If your new home is a rental, you should understand that your landlord is always going to want to know the amount of money you’re spending on electricity, heating, and so on. It’s really not your fault if you can’t afford to maintain your new home.
Your landlord will want to know what your mortgage payment and other expenses are going to be before he lets you rent your place. If you decide to rent it out, be aware that your landlord will probably be the one that gives you the rent check. He may ask you questions about your home, like which rooms need to be painted, when you last had rent, and so on.
One of the most common problems with renting, I think, is that landlords want to know just how much money you’re going to be spending on rent. They don’t want to be caught out if you don’t pay, so they want to know what you’re going to be paying in rent.
I think a lot of renters are being overcharged. In some cases landlords make a huge amount of money on the rent they collect for a given apartment, but then when it comes time for the landlord to get his cut he is afraid he might not be able to collect it if the apartment is not properly maintained, so he charges a lot more to rent a place with a less than adequate cleaning/maintenance record.
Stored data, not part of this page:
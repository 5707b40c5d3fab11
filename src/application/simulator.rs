// Simulator - Posts random readings for fake devices
use crate::domain::device::Device;
use crate::domain::reading::{FieldValue, IngestPayload, Normalized, SensorReading};
use crate::infrastructure::collector_client::{CollectorClient, DeliveryError};
use crate::infrastructure::config::SimulatorConfig;
use chrono::Local;
use rand::rngs::StdRng;
use rand::{Rng, SeedableRng};
use std::collections::BTreeMap;
use std::time::Duration;
use tokio::sync::watch;

fn round_to(value: f64, decimals: i32) -> f64 {
    let factor = 10f64.powi(decimals);
    (value * factor).round() / factor
}

/// A plausible reading with every quantity present.
pub fn generate_reading<R: Rng + ?Sized>(rng: &mut R) -> SensorReading {
    SensorReading {
        ph: FieldValue::Value(round_to(rng.gen_range(5.0..=9.5), 2)),
        tds: FieldValue::Value(round_to(rng.gen_range(100.0..=1000.0), 1)),
        temperature: FieldValue::Value(round_to(rng.gen_range(18.0..=35.0), 1)),
        timestamp: None,
        passthrough: BTreeMap::new(),
    }
}

/// Run one posting task per configured device until `shutdown` flips.
pub async fn run_simulator(
    config: &SimulatorConfig,
    client: CollectorClient,
    shutdown: watch::Receiver<bool>,
) {
    tracing::info!(
        devices = config.devices.len(),
        url = %client.url(),
        "Starting simulator"
    );

    let mut handles = Vec::with_capacity(config.devices.len());
    for (index, device) in config.devices.iter().enumerate() {
        if index > 0 && !config.stagger().is_zero() {
            tokio::time::sleep(config.stagger()).await;
        }
        handles.push(tokio::spawn(simulate_device(
            device.device(),
            client.clone(),
            config.interval(),
            shutdown.clone(),
        )));
    }

    for result in futures::future::join_all(handles).await {
        if let Err(e) = result {
            tracing::error!(error = %e, "Simulator task ended abnormally");
        }
    }
}

async fn simulate_device(
    device: Device,
    client: CollectorClient,
    interval: Duration,
    mut shutdown: watch::Receiver<bool>,
) {
    let mut rng = StdRng::from_entropy();

    while !*shutdown.borrow() {
        let reading = generate_reading(&mut rng);
        let payload = IngestPayload::new(
            device.id.clone(),
            Normalized::Reading(reading),
            Local::now().fixed_offset(),
        );

        match client.post_reading(&payload).await {
            Ok(ack) => tracing::info!(
                device_id = %device.id,
                id = ack.id.as_deref().unwrap_or("N/A"),
                "Simulated reading sent"
            ),
            Err(DeliveryError::Http { status, body }) => {
                tracing::warn!(device_id = %device.id, status, body = %body, "Collector rejected simulated reading")
            }
            Err(DeliveryError::Connect(_)) => {
                tracing::warn!(device_id = %device.id, url = %client.url(), "Collector not reachable")
            }
            Err(e) => tracing::warn!(device_id = %device.id, error = %e, "Error sending simulated reading"),
        }

        tokio::select! {
            _ = tokio::time::sleep(interval) => {}
            _ = shutdown.changed() => break,
        }
    }
}
// HTTP client for the collector's ingest endpoint
use crate::infrastructure::config::CollectorConfig;
use anyhow::Context;
use reqwest::StatusCode;
use serde::Serialize;
use serde_json::Value;
use thiserror::Error;

#[derive(Debug, Error)]
pub enum DeliveryError {
    #[error("collector returned HTTP {status}")]
    Http { status: u16, body: String },
    #[error("collector not reachable: {0}")]
    Connect(#[source] reqwest::Error),
    #[error("{0}")]
    Send(String),
}

/// Collector acknowledgement; `id` is whatever identifier it assigned.
#[derive(Debug, Clone, PartialEq, Eq)]
pub struct IngestAck {
    pub id: Option<String>,
}

#[derive(Debug, Clone)]
pub struct CollectorClient {
    client: reqwest::Client,
    url: String,
}

impl CollectorClient {
    pub fn new(config: &CollectorConfig) -> anyhow::Result<Self> {
        let client = reqwest::Client::builder()
            .user_agent(concat!(env!("CARGO_PKG_NAME"), "/", env!("CARGO_PKG_VERSION")))
            .timeout(config.timeout())
            .no_proxy()
            .build()
            .context("Failed to build collector HTTP client")?;

        Ok(Self {
            client,
            url: config.data_url(),
        })
    }

    pub fn url(&self) -> &str {
        &self.url
    }

    /// POST one payload. Only HTTP 200 counts as delivered.
    pub async fn post_reading<T: Serialize + ?Sized>(
        &self,
        payload: &T,
    ) -> Result<IngestAck, DeliveryError> {
        let response = self
            .client
            .post(&self.url)
            .json(payload)
            .send()
            .await
            .map_err(classify)?;

        let status = response.status();
        if status != StatusCode::OK {
            let body = response.text().await.unwrap_or_default();
            return Err(DeliveryError::Http {
                status: status.as_u16(),
                body,
            });
        }

        let body = response
            .json::<Value>()
            .await
            .map_err(|e| DeliveryError::Send(format!("invalid collector response: {e}")))?;

        let id = match body.get("id") {
            None | Some(Value::Null) => None,
            Some(Value::String(id)) => Some(id.clone()),
            Some(other) => Some(other.to_string()),
        };
        Ok(IngestAck { id })
    }
}

fn classify(error: reqwest::Error) -> DeliveryError {
    if error.is_connect() {
        DeliveryError::Connect(error)
    } else if error.is_timeout() {
        DeliveryError::Send(format!("request timed out: {error}"))
    } else {
        DeliveryError::Send(error.to_string())
    }
}
mod loader;
mod types;

pub use loader::ConfigLoader;
pub use types::ThorConfig;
So to make matters worse, it can be hard to get a mortgage if the property that you rent is not in good condition and you have no way to track how much money you’re spending on it. Many people who have trouble making ends meet still get a mortgage (or even a home equity loan) because they are able to show they have a good credit history and the lender takes this into account.
This is because most real estate agents have their own client lists and these lists are monitored for accuracy. The problem with this, as with any mortgage, is that the interest rates are set by the bank and cannot be changed. This means that someone with bad credit history can have a mortgage offer that is less than what they can afford.
This is where the “cool guy” is. A friend of mine who works for a real estate broker told me that just because the guy is good with an average mortgage, doesn’t mean he can loan more money.
This is where the “smart guy” comes in. The “smart guy” is someone who knows the difference between a fixed rate mortgage and a variable rate mortgage. A variable rate mortgage is a mortgage where the bank changes the interest rate every month. The “smart guy” understands that a regular mortgage that is fixed in interest rates is going to get a little cheaper as interest rates rise.
The smart guy also knows that if he was to go over the loan limit with someone like this, the other person could sue the other guy. So our smart guy, a little like the good mortgage broker, is going to take a little extra time to do some homework before he decides what to do about the loan.